A video from a concertgoer showing the inside of the arena immediately after the bombing

Grande began performing at 21:00 and the concert drew to a close shortly before 22:30. According to a Libyan official, Abedi spoke with his younger brother, Hashem, on the phone about 15 minutes before the attack was carried out. Five BTP constables were scheduled to patrol the Victoria Exchange Complex, although only four were in attendance by the time of the bombing. None of the four constables were present in the City Room between 22:00 and 22:31; two constables had left on their dinner break. The police constables had ignored briefings to stagger their breaks during the concert and had ignored instructions to be in place at the City Room entrance of the arena 30 minutes prior to the end of the concert. Although Showsec expected an egress and a supervisor was present in the City Room between 22:08 and 22:17, the supervisor did not go up to the mezzanine and did not spot Abedi. Abedi was spotted again at 22:12 by another member of the public, who asked what he had in his bag. He was concerned that the bag may have contained a bomb after he did not answer and reported him, to which he was told that the BTP were already aware of Abedi. After being told of the concerns, a Showsec employee was afraid that he would be considered a racist and did not approach Abedi. While he attempted to get through on the radio, heavy radio traffic prevented him from reaching any other people. As the concert ended, concert-goers left through the City Room, one of four entrances into the arena. At 22:30, Abedi descended from the mezzanine.

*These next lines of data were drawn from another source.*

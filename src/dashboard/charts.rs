//! Chart generation and rendering for the dashboard.
//!
//! This module creates interactive ECharts visualizations:
//! - **Expenses by Category**: doughnut chart of the month's expenses
//! - **Expenses Over Time**: line chart of monthly expense totals
//!
//! Each chart is generated as JSON configuration for the ECharts library and
//! rendered with corresponding HTML containers and JavaScript initialization code.

use charming::{
    Chart,
    component::{Axis, Grid, Legend, Title},
    element::{
        AxisLabel, AxisPointer, AxisPointerType, AxisType, JsFunction, Tooltip, Trigger,
    },
    series::{Line, Pie},
};
use maud::{Markup, PreEscaped, html};

use crate::{
    html::HeadElement,
    month::YearMonth,
    transaction::CategoryTotal,
};

/// A dashboard chart with its HTML container ID and ECharts configuration.
pub(super) struct DashboardChart {
    /// The HTML element ID to use for the chart (kebab-case)
    pub id: &'static str,
    /// The ECharts configuration as a JSON string
    pub options: String,
}

/// Renders the HTML containers for dashboard charts.
pub(super) fn charts_view(charts: &[DashboardChart]) -> Markup {
    html!(
        section
            id="charts"
            class="w-full mx-auto mb-4"
        {
            div class="grid grid-cols-1 xl:grid-cols-2 gap-4"
            {
                @for chart in charts {
                    div
                        id=(chart.id)
                        class="min-h-[380px] rounded bg-white dark:bg-gray-100"
                    {}
                }
            }
        }
    )
}

/// Generates JavaScript initialization code for dashboard charts.
///
/// Creates scripts that initialize ECharts instances with dark mode support
/// and responsive resizing.
pub(super) fn charts_script(charts: &[DashboardChart]) -> HeadElement {
    let script_content = charts
        .iter()
        .map(|chart| {
            format!(
                r#"(function() {{
                    const chartDom = document.getElementById("{}");
                    const chart = echarts.init(chartDom);
                    const option = {};
                    chart.setOption(option);

                    window.addEventListener('resize', chart.resize);

                    const darkModeMediaQuery = window.matchMedia('(prefers-color-scheme: dark)');
                    const updateTheme = () => {{
                        const isDarkMode = darkModeMediaQuery.matches;
                        chart.setTheme(isDarkMode ? 'dark' : 'default');
                    }}
                    darkModeMediaQuery.addEventListener('change', updateTheme);
                    updateTheme();
                }})();"#,
                chart.id,
                escape_script_text(&chart.options)
            )
        })
        .collect::<Vec<_>>()
        .join("\n");

    let wrapped_script = format!(
        "document.addEventListener('DOMContentLoaded', function() {{\n{script_content}\n}});"
    );

    HeadElement::ScriptSource(PreEscaped(wrapped_script))
}

/// Stops user text inside chart options from closing the script element early.
///
/// Both replacements are no-ops for the JavaScript parser: `<\/` and `<\!` read as `</` and `<!`.
fn escape_script_text(options: &str) -> String {
    options.replace("</", "<\\/").replace("<!--", "<\\!--")
}

/// The hex colour ECharts should use for a category, matching the badge colours in the lists.
fn category_hex_color(color_class: &str) -> &'static str {
    match color_class {
        "bg-red-500" => "#ef4444",
        "bg-blue-500" => "#3b82f6",
        "bg-green-500" => "#22c55e",
        "bg-yellow-500" => "#eab308",
        "bg-purple-500" => "#a855f7",
        "bg-pink-500" => "#ec4899",
        "bg-indigo-500" => "#6366f1",
        _ => "#6b7280",
    }
}

pub(super) fn category_chart(month: YearMonth, category_totals: &[CategoryTotal]) -> Chart {
    let colors: Vec<_> = category_totals
        .iter()
        .map(|total| category_hex_color(total.category.color_class()))
        .collect();
    let data: Vec<(f64, String)> = category_totals
        .iter()
        .map(|total| (total.amount, total.category.to_string()))
        .collect();

    Chart::new()
        .title(
            Title::new()
                .text("Expenses by Category")
                .subtext(month.long_label()),
        )
        .tooltip(
            Tooltip::new()
                .trigger(Trigger::Item)
                .value_formatter(currency_formatter()),
        )
        .legend(Legend::new().left("center").top("bottom"))
        .color(colors.into_iter().map(Into::<charming::element::Color>::into).collect())
        .series(
            Pie::new()
                .name("Expenses")
                .radius(vec!["40%", "70%"])
                .data(data),
        )
}

pub(super) fn expenses_over_time_chart(monthly_totals: &[(YearMonth, f64)]) -> Chart {
    let labels: Vec<String> = monthly_totals
        .iter()
        .map(|(month, _)| month.short_label().to_owned())
        .collect();
    let values: Vec<f64> = monthly_totals.iter().map(|(_, total)| *total).collect();

    Chart::new()
        .title(
            Title::new()
                .text("Expenses Over Time")
                .subtext(format!("Last {} months", monthly_totals.len())),
        )
        .tooltip(currency_tooltip())
        .grid(
            Grid::new()
                .left("3%")
                .right("4%")
                .bottom("3%")
                .contain_label(true),
        )
        .x_axis(Axis::new().type_(AxisType::Category).data(labels))
        .y_axis(
            Axis::new()
                .type_(AxisType::Value)
                .axis_label(AxisLabel::new().formatter(currency_formatter())),
        )
        .series(Line::new().name("Expenses").data(values))
}

#[inline]
fn currency_formatter() -> JsFunction {
    JsFunction::new_with_args(
        "number",
        "const currencyFormatter = new Intl.NumberFormat('en-US', {
              style: 'currency',
              currency: 'USD'
            });
            return (number) ? currencyFormatter.format(number) : \"-\";",
    )
}

/// Creates a tooltip configuration for currency values
fn currency_tooltip() -> Tooltip {
    Tooltip::new()
        .trigger(Trigger::Axis)
        .value_formatter(currency_formatter())
        .axis_pointer(AxisPointer::new().type_(AxisPointerType::Shadow))
}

At exactly 22:31 (21:31 UTC), the nail bomb, weighing in excess of 30 kg, detonated in the City Room, and 23 people, including Abedi, were killed and 239 more were injured physically.

==Casualties==

An estimated 14,200 people were at the concert when the bomb exploded. The explosion killed the attacker along with 22 concert-goers and parents who were in the entrance waiting to pick up their children following the show; 119 people were initially reported as injured. This number was revised by police to 250 on 22 June, with the addition of severe psychological trauma and minor injuries. In May 2018, the number of injured was revised to 800. During the public inquiry into the bombing, it was updated in December 2020 to 1,017 people sustaining injuries. A study published in September 2019 said that 239 of the injuries were physical. The dead included ten people aged under 20; the youngest victim was an eight-year-old girl and the oldest was a 51-year-old woman. Of the 22 victims, twenty were from Britain and two were UK-based Polish nationals. Police and family of 29-year-old victim Martyn Hett, who was 4 m away from the blast and after whom Martyn's Law was named, stated that due to the severity of the explosion, he could only be identified by a tattoo of Deirdre Barlow on his leg.

==Response and relief==

===Police response===
====British Transport Police====
Within a minute of the bombing, a police constable sent a radio message saying 'We need more people at Victoria, we just had a loud bang', through the BTP channel. Two sergeants were in the Peninsula Building and ran towards the arena when they heard the explosion. One of them called for a sitrep at 22:33. At 22:34, the BTP command centre was told that there were 'at least twenty casualties' and the explosion was 'definitely [caused by] a bomb'. BTP's command centre called for the North West Ambulance Service (NWAS) and the Greater Manchester Police (GMP). The first vehicle arrived at 22:34. A BTP constable confirmed the location at 22:39 as the 'ticket office in the arena' and said there were 60 casualties.

====Greater Manchester Police====
At 22:31:52, the first 999 call reporting a bombing at the arena was made by an injured bystander. The second call, placed at 22:32:40, incorrectly stated that there were gunshots alongside the explosion. The force duty officer on the night of the attack became aware of the bombing at 22:34 and immediately deployed firearms officers. He arrived on the adjacent Trinity Way by 22:39 and communicated that the attack may have been a fireworks display at 22:39:30. A separate firearms officer said that there were 'major casualties' at 22:41 and mentioned Operation Plato, the response to a marauding terrorist attack (MTA). At 22:42:44, the first two GMP officers were spotted on CCTV through the lower doors on Trinity Way, while three arrived through the Victoria station. Operation Plato was declared at 22:47, and a 'major incident' was declared at 23:04. At 01:32, a precautionary controlled explosion was carried out on a suspicious item in Cathedral Gardens.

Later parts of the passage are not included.